→ What to work on: What is the number of lines in the data below that contain "archived"? Reply with the number only.

→ Data:

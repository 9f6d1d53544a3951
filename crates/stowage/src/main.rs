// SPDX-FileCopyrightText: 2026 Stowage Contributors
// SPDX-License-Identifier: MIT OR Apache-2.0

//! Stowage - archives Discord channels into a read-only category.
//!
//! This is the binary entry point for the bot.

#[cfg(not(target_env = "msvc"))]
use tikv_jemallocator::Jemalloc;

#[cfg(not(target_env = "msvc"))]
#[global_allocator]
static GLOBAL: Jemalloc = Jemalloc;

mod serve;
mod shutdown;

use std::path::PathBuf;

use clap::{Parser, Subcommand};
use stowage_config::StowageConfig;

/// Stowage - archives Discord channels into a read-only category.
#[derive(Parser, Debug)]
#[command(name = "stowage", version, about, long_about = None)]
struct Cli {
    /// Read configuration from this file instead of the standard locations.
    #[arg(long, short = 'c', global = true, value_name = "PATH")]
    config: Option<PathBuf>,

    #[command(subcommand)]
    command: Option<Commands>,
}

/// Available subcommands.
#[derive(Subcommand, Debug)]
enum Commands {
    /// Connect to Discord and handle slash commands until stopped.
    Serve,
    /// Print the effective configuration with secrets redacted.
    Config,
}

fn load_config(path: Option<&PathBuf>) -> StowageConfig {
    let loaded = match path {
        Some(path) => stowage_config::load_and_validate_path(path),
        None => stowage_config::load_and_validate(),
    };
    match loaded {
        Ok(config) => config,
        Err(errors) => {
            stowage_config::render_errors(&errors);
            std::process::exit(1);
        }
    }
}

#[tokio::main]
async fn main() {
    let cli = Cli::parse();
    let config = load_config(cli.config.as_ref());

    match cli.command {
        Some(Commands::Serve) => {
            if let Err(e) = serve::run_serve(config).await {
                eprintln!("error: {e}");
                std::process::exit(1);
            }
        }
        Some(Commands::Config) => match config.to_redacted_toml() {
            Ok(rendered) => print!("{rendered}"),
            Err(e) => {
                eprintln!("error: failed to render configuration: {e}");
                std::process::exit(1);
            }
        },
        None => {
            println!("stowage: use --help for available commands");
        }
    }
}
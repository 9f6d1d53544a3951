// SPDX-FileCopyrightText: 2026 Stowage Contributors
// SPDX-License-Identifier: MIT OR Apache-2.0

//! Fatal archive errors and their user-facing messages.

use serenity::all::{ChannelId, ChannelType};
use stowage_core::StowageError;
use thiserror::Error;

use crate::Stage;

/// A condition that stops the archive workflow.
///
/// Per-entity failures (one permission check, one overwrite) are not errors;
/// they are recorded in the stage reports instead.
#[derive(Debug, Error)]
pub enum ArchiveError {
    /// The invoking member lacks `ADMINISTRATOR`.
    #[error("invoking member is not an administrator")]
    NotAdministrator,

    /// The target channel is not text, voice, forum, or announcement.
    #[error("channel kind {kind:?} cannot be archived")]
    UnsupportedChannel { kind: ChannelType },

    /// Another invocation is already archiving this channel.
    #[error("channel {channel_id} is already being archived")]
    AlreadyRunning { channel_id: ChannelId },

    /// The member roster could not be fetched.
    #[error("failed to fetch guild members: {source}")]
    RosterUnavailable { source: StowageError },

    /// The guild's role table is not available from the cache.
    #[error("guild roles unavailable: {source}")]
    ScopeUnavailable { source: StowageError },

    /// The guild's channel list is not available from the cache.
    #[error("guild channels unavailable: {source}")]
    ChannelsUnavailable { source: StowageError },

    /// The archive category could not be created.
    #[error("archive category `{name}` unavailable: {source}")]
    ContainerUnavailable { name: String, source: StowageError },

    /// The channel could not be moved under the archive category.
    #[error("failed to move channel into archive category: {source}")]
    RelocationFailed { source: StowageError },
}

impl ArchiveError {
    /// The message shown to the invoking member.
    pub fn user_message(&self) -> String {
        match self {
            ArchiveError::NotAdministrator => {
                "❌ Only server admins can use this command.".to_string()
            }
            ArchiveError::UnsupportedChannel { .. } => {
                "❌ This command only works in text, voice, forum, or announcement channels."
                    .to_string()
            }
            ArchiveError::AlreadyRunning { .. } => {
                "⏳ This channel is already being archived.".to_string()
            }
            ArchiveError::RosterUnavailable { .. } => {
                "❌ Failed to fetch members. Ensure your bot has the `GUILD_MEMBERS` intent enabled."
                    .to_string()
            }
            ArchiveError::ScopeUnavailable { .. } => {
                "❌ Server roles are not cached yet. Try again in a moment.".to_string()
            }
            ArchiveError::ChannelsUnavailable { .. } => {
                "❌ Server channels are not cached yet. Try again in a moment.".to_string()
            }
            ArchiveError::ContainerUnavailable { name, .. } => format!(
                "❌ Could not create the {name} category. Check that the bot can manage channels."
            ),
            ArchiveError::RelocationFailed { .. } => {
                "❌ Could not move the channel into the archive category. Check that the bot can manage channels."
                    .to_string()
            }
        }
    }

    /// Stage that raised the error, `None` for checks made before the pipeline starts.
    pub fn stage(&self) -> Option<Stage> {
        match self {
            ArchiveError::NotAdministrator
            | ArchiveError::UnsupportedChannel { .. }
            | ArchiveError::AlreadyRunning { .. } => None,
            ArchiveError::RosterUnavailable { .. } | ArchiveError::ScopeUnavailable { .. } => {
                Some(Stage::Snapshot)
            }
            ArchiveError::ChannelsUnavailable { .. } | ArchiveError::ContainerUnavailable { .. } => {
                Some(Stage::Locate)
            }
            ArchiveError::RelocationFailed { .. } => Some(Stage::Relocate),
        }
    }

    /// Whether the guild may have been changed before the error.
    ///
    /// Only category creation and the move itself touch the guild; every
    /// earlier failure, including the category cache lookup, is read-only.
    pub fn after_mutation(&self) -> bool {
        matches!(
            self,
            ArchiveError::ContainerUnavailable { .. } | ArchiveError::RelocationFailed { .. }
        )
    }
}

→ Solved problem: 3